NASHVILLE, Tnn. - It's Music City. So where else would you expect to find the biggest, and one of less than a dozen in North America, record plants?

Yes records, as in black vinyl, round, 45 and 33 rpm's. And you thought they'd disappeared forever!

United Record Pressing
United Record Pressing

The place is the United Record Pressing facility not all that far from downtown. 20 to 40,000 records a day can, and are, turned out here. From the 'oldies' you'd expect--to the current hits you might not. In fact of the top 50 or so hits of today, two thirds are on vinyl, and those are pressed here.

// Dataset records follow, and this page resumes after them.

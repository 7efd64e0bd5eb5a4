//! Identifier allocation for identification passes.
//!
//! Transformers never create ids themselves; they describe what a primitive
//! needs with an [`AllocationRequest`] and hand it to an [`IdAllocator`].
//! The allocator owns the id -> object bookkeeping that lets a sampled pick
//! color be mapped back to the primitive that produced it.

use crate::error::{HitmapError, Result};
use crate::id::{HitId, PrimitiveId, BACKGROUND_HIT_ID, MAX_HIT_ID};
use crate::options::HitmapOptions;

/// What a primitive needs from the allocator.
#[derive(Debug, Clone, Copy, PartialEq, Eq)]
pub enum AllocationRequest {
    /// One id for the whole primitive.
    Single {
        /// The primitive the id identifies.
        subject: PrimitiveId,
    },
    /// One id per instance, in instance order.
    Instanced {
        /// Number of instances; always positive.
        count: usize,
        /// The primitive the ids identify.
        subject: PrimitiveId,
    },
}

impl AllocationRequest {
    /// Returns the primitive this request is for.
    pub fn subject(&self) -> PrimitiveId {
        match *self {
            Self::Single { subject } | Self::Instanced { subject, .. } => subject,
        }
    }

    /// Returns the number of ids the allocator must return.
    pub fn count(&self) -> usize {
        match *self {
            Self::Single { .. } => 1,
            Self::Instanced { count, .. } => count,
        }
    }
}

/// Source of fresh hit ids for one identification pass.
///
/// Implementations must return exactly [`AllocationRequest::count`] ids, in
/// ascending instance order for instanced requests, and never hand out the
/// same id twice within a pass.
pub trait IdAllocator {
    /// Allocates the ids described by `request`.
    fn assign_next_ids(&mut self, request: &AllocationRequest) -> Result<Vec<HitId>>;
}

impl<F> IdAllocator for F
where
    F: FnMut(&AllocationRequest) -> Vec<HitId>,
{
    fn assign_next_ids(&mut self, request: &AllocationRequest) -> Result<Vec<HitId>> {
        Ok(self(request))
    }
}

/// The object an allocated id stands for.
#[derive(Debug, Clone, Copy, PartialEq, Eq)]
pub struct Assignment {
    /// The primitive the id was allocated for.
    pub subject: PrimitiveId,
    /// Instance index for instanced requests.
    pub instance_index: Option<usize>,
}

/// Monotonic allocator handing out consecutive ids.
///
/// Ids start at 1 when the background is reserved, 0 otherwise. Every id is
/// recorded so [`SequentialIdAllocator::lookup`] can reverse-map it.
#[derive(Debug, Clone)]
pub struct SequentialIdAllocator {
    first_id: HitId,
    next_id: HitId,
    budget: usize,
    assignments: Vec<Assignment>,
}

impl SequentialIdAllocator {
    /// Creates an allocator for a fresh pass.
    pub fn new(options: &HitmapOptions) -> Self {
        let first_id = if options.reserve_background {
            BACKGROUND_HIT_ID + 1
        } else {
            BACKGROUND_HIT_ID
        };
        let range = (MAX_HIT_ID - first_id) as usize + 1;
        Self {
            first_id,
            next_id: first_id,
            budget: range.min(options.max_ids_per_pass as usize),
            assignments: Vec::new(),
        }
    }

    /// Forgets all assignments and starts a new pass.
    pub fn reset(&mut self) {
        self.next_id = self.first_id;
        self.assignments.clear();
    }

    /// Returns the id the next allocation will start at.
    pub fn next_id(&self) -> HitId {
        self.next_id
    }

    /// Returns the number of ids allocated in this pass.
    pub fn len(&self) -> usize {
        self.assignments.len()
    }

    /// Returns true if nothing has been allocated in this pass.
    pub fn is_empty(&self) -> bool {
        self.assignments.is_empty()
    }

    /// Returns how many more ids this pass may allocate.
    pub fn remaining(&self) -> usize {
        self.budget - self.assignments.len()
    }

    /// Looks up what an id was allocated for.
    ///
    /// Returns `None` for the background and for ids this pass never issued.
    pub fn lookup(&self, id: HitId) -> Option<Assignment> {
        let offset = id.checked_sub(self.first_id)?;
        self.assignments.get(offset as usize).copied()
    }
}

impl Default for SequentialIdAllocator {
    fn default() -> Self {
        Self::new(&HitmapOptions::default())
    }
}

impl IdAllocator for SequentialIdAllocator {
    fn assign_next_ids(&mut self, request: &AllocationRequest) -> Result<Vec<HitId>> {
        let requested = request.count();
        let remaining = self.remaining();
        let exhausted = || HitmapError::IdSpaceExhausted {
            requested,
            remaining,
        };
        if requested > remaining {
            log::warn!(
                "hit id budget exhausted: {} requested for {}, {} remaining",
                requested,
                request.subject(),
                remaining
            );
            return Err(exhausted());
        }
        let count = HitId::try_from(requested).map_err(|_| exhausted())?;

        let start = self.next_id;
        let subject = request.subject();
        match *request {
            AllocationRequest::Single { .. } => self.assignments.push(Assignment {
                subject,
                instance_index: None,
            }),
            AllocationRequest::Instanced { count: instances, .. } => {
                self.assignments.extend((0..instances).map(|i| Assignment {
                    subject,
                    instance_index: Some(i),
                }));
            }
        }
        self.next_id += count;
        Ok((start..start + count).collect())
    }
}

It is Cris Ashworth's company now, he bought it 9 years ago. But it began in 1962 and if you've ever listened to a Motown song, or group on a record--then it's likely to have been pressed here. This is where the 'Motown Sound' was made real--tangible-saleable. And in a way it's reminder of where we've been. But, back to that 60's furniture in a second.

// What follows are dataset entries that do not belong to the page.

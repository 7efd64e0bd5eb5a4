//! Progressive picking across identification passes.
//!
//! Objects overlapping under the pointer are found one layer at a time: each
//! pass excludes everything resolved so far, so the next sample reveals what
//! was hidden behind it.

use std::collections::HashMap;

use hitmap_core::{
    HitId, HitmapOptions, PrimitiveId, ResolvedElement, Result, SequentialIdAllocator,
};
use hitmap_render::{
    GetHitmap, HitColor, HitmapMode, HitmapOutput, InstancedHitmap, NonInstancedHitmap, Props,
};

/// Result of resolving one sampled pick color.
#[derive(Debug, Clone, Copy, PartialEq, Eq)]
pub struct PickHit {
    /// The id that was sampled.
    pub hit_id: HitId,
    /// The primitive that drew it.
    pub object: PrimitiveId,
    /// The instance hit, for instanced primitives.
    pub instance_index: Option<usize>,
}

/// State of one pointer query: the pass allocator and everything resolved.
#[derive(Debug)]
pub struct PickSession {
    options: HitmapOptions,
    allocator: SequentialIdAllocator,
    resolved: Vec<ResolvedElement>,
    /// Grouping and point count of instanced primitives drawn this pass.
    instanced: HashMap<PrimitiveId, (InstancedHitmap, usize)>,
}

impl PickSession {
    /// Creates a session with the given options.
    pub fn new(options: HitmapOptions) -> Self {
        Self {
            allocator: SequentialIdAllocator::new(&options),
            options,
            resolved: Vec::new(),
            instanced: HashMap::new(),
        }
    }

    /// Returns the session options.
    pub fn options(&self) -> &HitmapOptions {
        &self.options
    }

    /// Returns the allocator of the current pass.
    pub fn allocator(&self) -> &SequentialIdAllocator {
        &self.allocator
    }

    /// Returns the elements resolved so far.
    pub fn resolved(&self) -> &[ResolvedElement] {
        &self.resolved
    }

    /// Starts a new identification pass. Ids from the previous pass become
    /// invalid; resolved elements are kept.
    pub fn begin_pass(&mut self) {
        self.allocator.reset();
        self.instanced.clear();
    }

    /// Forgets resolved elements and starts a new pointer query.
    pub fn clear(&mut self) {
        self.resolved.clear();
        self.begin_pass();
    }

    /// Hit-maps primitives that pick as a whole.
    pub fn non_instanced<'a, T>(
        &mut self,
        props: impl Into<Props<'a, T>>,
    ) -> Result<HitmapOutput<T>>
    where
        T: Clone + 'a,
    {
        NonInstancedHitmap.get_hitmap(props, &mut self.allocator, &self.resolved)
    }

    /// Hit-maps primitives whose point groups pick individually.
    pub fn instanced<'a, T>(
        &mut self,
        hitmap: InstancedHitmap,
        props: impl Into<Props<'a, T>>,
    ) -> Result<HitmapOutput<T>>
    where
        T: Clone + 'a,
    {
        let props = props.into();
        for primitive in props.as_slice() {
            self.instanced
                .insert(primitive.id(), (hitmap, primitive.num_points()));
        }
        hitmap.get_hitmap(props, &mut self.allocator, &self.resolved)
    }

    /// Hit-maps primitives according to `mode`.
    pub fn hitmap<'a, T>(
        &mut self,
        mode: HitmapMode,
        props: impl Into<Props<'a, T>>,
    ) -> Result<HitmapOutput<T>>
    where
        T: Clone + 'a,
    {
        match mode {
            HitmapMode::NonInstanced => self.non_instanced(props),
            HitmapMode::Instanced {
                point_count_per_instance,
            } => self.instanced(InstancedHitmap::new(point_count_per_instance)?, props),
        }
    }

    /// Decodes a pixel read back from the pick buffer.
    ///
    /// Returns `None` for the background and for ids not issued in the
    /// current pass. Otherwise the hit is recorded as resolved, so the next
    /// pass excludes it, and returned.
    pub fn resolve_pixel(&mut self, pixel: [u8; 4]) -> Option<PickHit> {
        let color = HitColor::from_rgba8(pixel);
        if self.options.reserve_background && color.is_background() {
            return None;
        }
        let hit_id = color.id();
        let Some(assignment) = self.allocator.lookup(hit_id) else {
            log::debug!("pick: id {hit_id} was not issued in this pass");
            return None;
        };
        let object = assignment.subject;

        match assignment.instance_index {
            None => self.resolved.push(ResolvedElement::object(object)),
            Some(instance) => match self.instanced.get(&object) {
                Some(&(hitmap, num_points)) if num_points > 0 => {
                    let points = hitmap.instance_points(instance, num_points);
                    self.resolved
                        .extend(points.map(|index| ResolvedElement::element(object, index)));
                }
                _ => self
                    .resolved
                    .push(ResolvedElement::element(object, instance)),
            },
        }

        Some(PickHit {
            hit_id,
            object,
            instance_index: assignment.instance_index,
        })
    }

    /// Peels every layer under the pointer, front to back.
    ///
    /// `render` draws one identification pass through this session and
    /// returns the sampled pixel, or `None` if there is nothing to sample.
    /// Stops at the background or after `max_pick_depth` layers.
    pub fn pick_all<F>(&mut self, mut render: F) -> Result<Vec<PickHit>>
    where
        F: FnMut(&mut Self) -> Result<Option<[u8; 4]>>,
    {
        self.clear();
        let mut hits = Vec::new();
        while hits.len() < self.options.max_pick_depth {
            self.begin_pass();
            let Some(pixel) = render(self)? else {
                break;
            };
            match self.resolve_pixel(pixel) {
                Some(hit) => hits.push(hit),
                None => break,
            }
        }
        log::debug!("pick: resolved {} layers", hits.len());
        Ok(hits)
    }
}

impl Default for PickSession {
    fn default() -> Self {
        Self::new(HitmapOptions::default())
    }
}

First the market--last year 858,000 LP's were sold. A big number, but nowhere near as big as the over 550 million CD's. No count on downloads. So who's buying the 'old' vinyl stuff? The core consumer, market, are club DJ's. They use vinyl so they can 'spin' it, 'scratch' it. Record labels press their latest release in vinyl to get it to the clubs as fast as they can. Ashworth can turn almost anything in 48 hours. Often they press four versions of the same song---instrumental, acapella, radio and club mixes. Justin Timberlake, Beyonce, Black Eyed Peas--are all on vinyl. So is Elvis.

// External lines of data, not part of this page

use vdf::{Document, NodeId, Value};

fn names(doc: &Document, parent: NodeId) -> Vec<String> {
    doc.node(parent)
        .children()
        .map(|c| c.name().to_owned())
        .collect()
}

fn build(doc: &mut Document, parent: NodeId, leaves: &[&str]) -> Vec<NodeId> {
    leaves
        .iter()
        .map(|name| {
            let id = doc.create_leaf(*name, *name);
            doc.append(parent, id);
            id
        })
        .collect()
}

#[test]
fn append_remove_matrix() {
    let mut doc = Document::new();
    let root = doc.root_id();
    let ids = build(&mut doc, root, &["a", "b", "c", "d"]);
    assert_eq!(names(&doc, root), ["a", "b", "c", "d"]);

    doc.remove(ids[0]);
    assert_eq!(names(&doc, root), ["b", "c", "d"]);
    assert!(!doc.node(ids[1]).prev_child().exists());

    doc.remove(ids[3]);
    assert_eq!(names(&doc, root), ["b", "c"]);
    assert_eq!(doc.root().last_child().name(), "c");
    assert!(!doc.node(ids[2]).next_child().exists());

    doc.remove(ids[0]);
    assert_eq!(names(&doc, root), ["b", "c"]);

    let holder = doc.create_node("holder");
    doc.append(root, holder);
    doc.append(holder, ids[0]);
    doc.append(holder, ids[3]);
    assert_eq!(names(&doc, holder), ["a", "d"]);
    assert_eq!(doc.node(ids[0]).parent().name(), "holder");
    assert_eq!(names(&doc, root), ["b", "c", "holder"]);

    doc.remove(ids[1]);
    doc.remove(ids[2]);
    doc.remove(holder);
    assert_eq!(doc.root().children().count(), 0);
    assert!(!doc.root().first_child().exists());
    assert!(!doc.root().last_child().exists());
}

#[test]
fn removed_subtree_stays_intact() {
    let mut doc = Document::from_text("a { b { c 1 } d 2 } e 3").unwrap();
    let b = doc.root().first_child().first_child().id().unwrap();
    doc.remove(b);
    let removed = doc.node(b);
    assert!(!removed.parent().exists());
    assert!(!removed.next_child().exists());
    assert_eq!(removed.first_child().int(), 1);
    assert_eq!(doc.root().first_child().first_child().name(), "d");

    let root = doc.root_id();
    doc.append(root, b);
    assert_eq!(doc.root().last_child().first_by_name("c").int(), 1);
}

#[test]
#[should_panic(expected = "document root")]
fn append_root_panics() {
    let mut doc = Document::new();
    let a = doc.create_node("a");
    let root = doc.root_id();
    doc.append(a, root);
}

#[test]
fn navigation_by_kind_and_name() {
    let doc = Document::from_text(
        "Key 1\nsub { }\nkey 2\nother 3\nSUB { x y }\nKEY 4\n",
    )
    .unwrap();
    let root = doc.root();

    let values: Vec<i32> = std::iter::successors(Some(root.first_by_name("key")), |n| {
        Some(n.next_by_name("KeY"))
    })
    .take_while(|n| n.exists())
    .map(|n| n.int())
    .collect();
    assert_eq!(values, [1, 2, 4]);

    let subtree = root.first_subtree();
    assert_eq!(subtree.name(), "sub");
    assert_eq!(subtree.next_subtree().name(), "SUB");
    assert!(!subtree.next_subtree().next_subtree().exists());

    let value = root.first_value();
    assert_eq!(value.name(), "Key");
    assert_eq!(value.next_value().name(), "key");
    assert_eq!(value.next_value().next_value().name(), "other");
    assert_eq!(
        value.next_value().next_value().next_value().name(),
        "KEY"
    );
}

#[test]
fn unicode_names_match_without_case() {
    let doc = Document::from_text("\"\u{00C9}T\u{00C9}\" 1").unwrap();
    assert_eq!(doc.root().first_by_name("\u{00E9}t\u{00E9}").int(), 1);
}

#[test]
fn set_value_switches_between_leaf_and_interior() {
    let mut doc = Document::from_text("a { b 1 c 2 }").unwrap();
    let a = doc.root().first_child().id().unwrap();
    let b = doc.root().first_child().first_child().id().unwrap();

    doc.node_mut(a).set_int(5);
    assert!(doc.node(a).is_leaf());
    assert!(!doc.node(a).first_child().exists());
    assert!(!doc.node(b).parent().exists());

    doc.node_mut(a).set_value(Value::None);
    assert!(doc.node(a).is_interior());
    assert_eq!(doc.node(a).string(), "");

    doc.node_mut(a).append(b);
    assert_eq!(doc.node(a).first_child().int(), 1);
}

#[test]
fn clear_formatting_on_a_subtree() {
    let mut doc = Document::from_text("// keep\nkeep 1\nsub { x 1 }\n").unwrap();
    let sub = doc.root().first_by_name("sub").id().unwrap();
    doc.node_mut(sub).clear_formatting();
    assert!(doc.root().first_child().has_formatting());
    assert!(!doc.node(sub).first_child().has_formatting());
    assert_eq!(
        doc.to_text(),
        "// keep\nkeep 1\n\"sub\"\n{\n\t\"x\" \"1\"\n}\n"
    );
}

#[test]
fn node_identity() {
    let doc = Document::from_text("a 1\nb 2").unwrap();
    let a = doc.root().first_child();
    assert_eq!(a, doc.root().first_by_name("a"));
    assert_ne!(a, a.next_child());
    assert_eq!(a.next_child().prev_child(), a);
    assert_eq!(a.document().node_count(), 3);
    assert_eq!(a.parent(), doc.root());
}

#[test]
fn documents_are_shareable_across_threads() {
    let doc = Document::from_text("a { b 7 }").unwrap();
    let total: i32 = std::thread::scope(|s| {
        let handles: Vec<_> = (0..4)
            .map(|_| s.spawn(|| doc.root().first_child().first_child().int()))
            .collect();
        handles.into_iter().map(|h| h.join().unwrap()).sum()
    });
    assert_eq!(total, 28);
}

In Ashworth warehouse he has a whole wall of Elvis---album covers, 45 covers, all the art, masters of most of Elvis' career. Those Sun recording days of the King---pressed right here.

The nostalgia market is a natural for vinyl and allot of the product goes that route---'I want 'My Girl', and I want it on a record.'--Calls like that come in all the time.

For Ashworth it's more than a business. It's a change of life, direction. A corporate executive, his last gig as CFO of Nashville Gas, he frankly just wanted out. Wanted to do something. Make a lasting mark. He bought United. And now has plenty of ideas on how to marry vinyl to digital and keep the music alive forever. Just ask him.

When you visit, and you can thanks to a new Greylines Tour of the place, you'll see records being made, but you'll also see a bit of history and social commentary.

Upstairs you'll see the 'party room' where Wayne Newton celebrated his 16th birthday, they pressed his records here, and you'll see an apartment--still decked out in 'vintage' furniture. You know, 'vintage'--the 60's and 70's. The apartment--kitchen, pink bathroom, bedroom with two single beds and record player--was where Motown executives would stay when they came down from Detroit to check on the manufacturing, or to bring down the latest master recording of The Four Tops, or Stevie Wonder, or The Supremes.

Why did they bunk at the plant? This was the 60's. They were from Motown, they were black, this was Nashville, Tennessee. It was a good place to stay.

Vinyl--yes, you can still spin a record--and learn a little something along the way.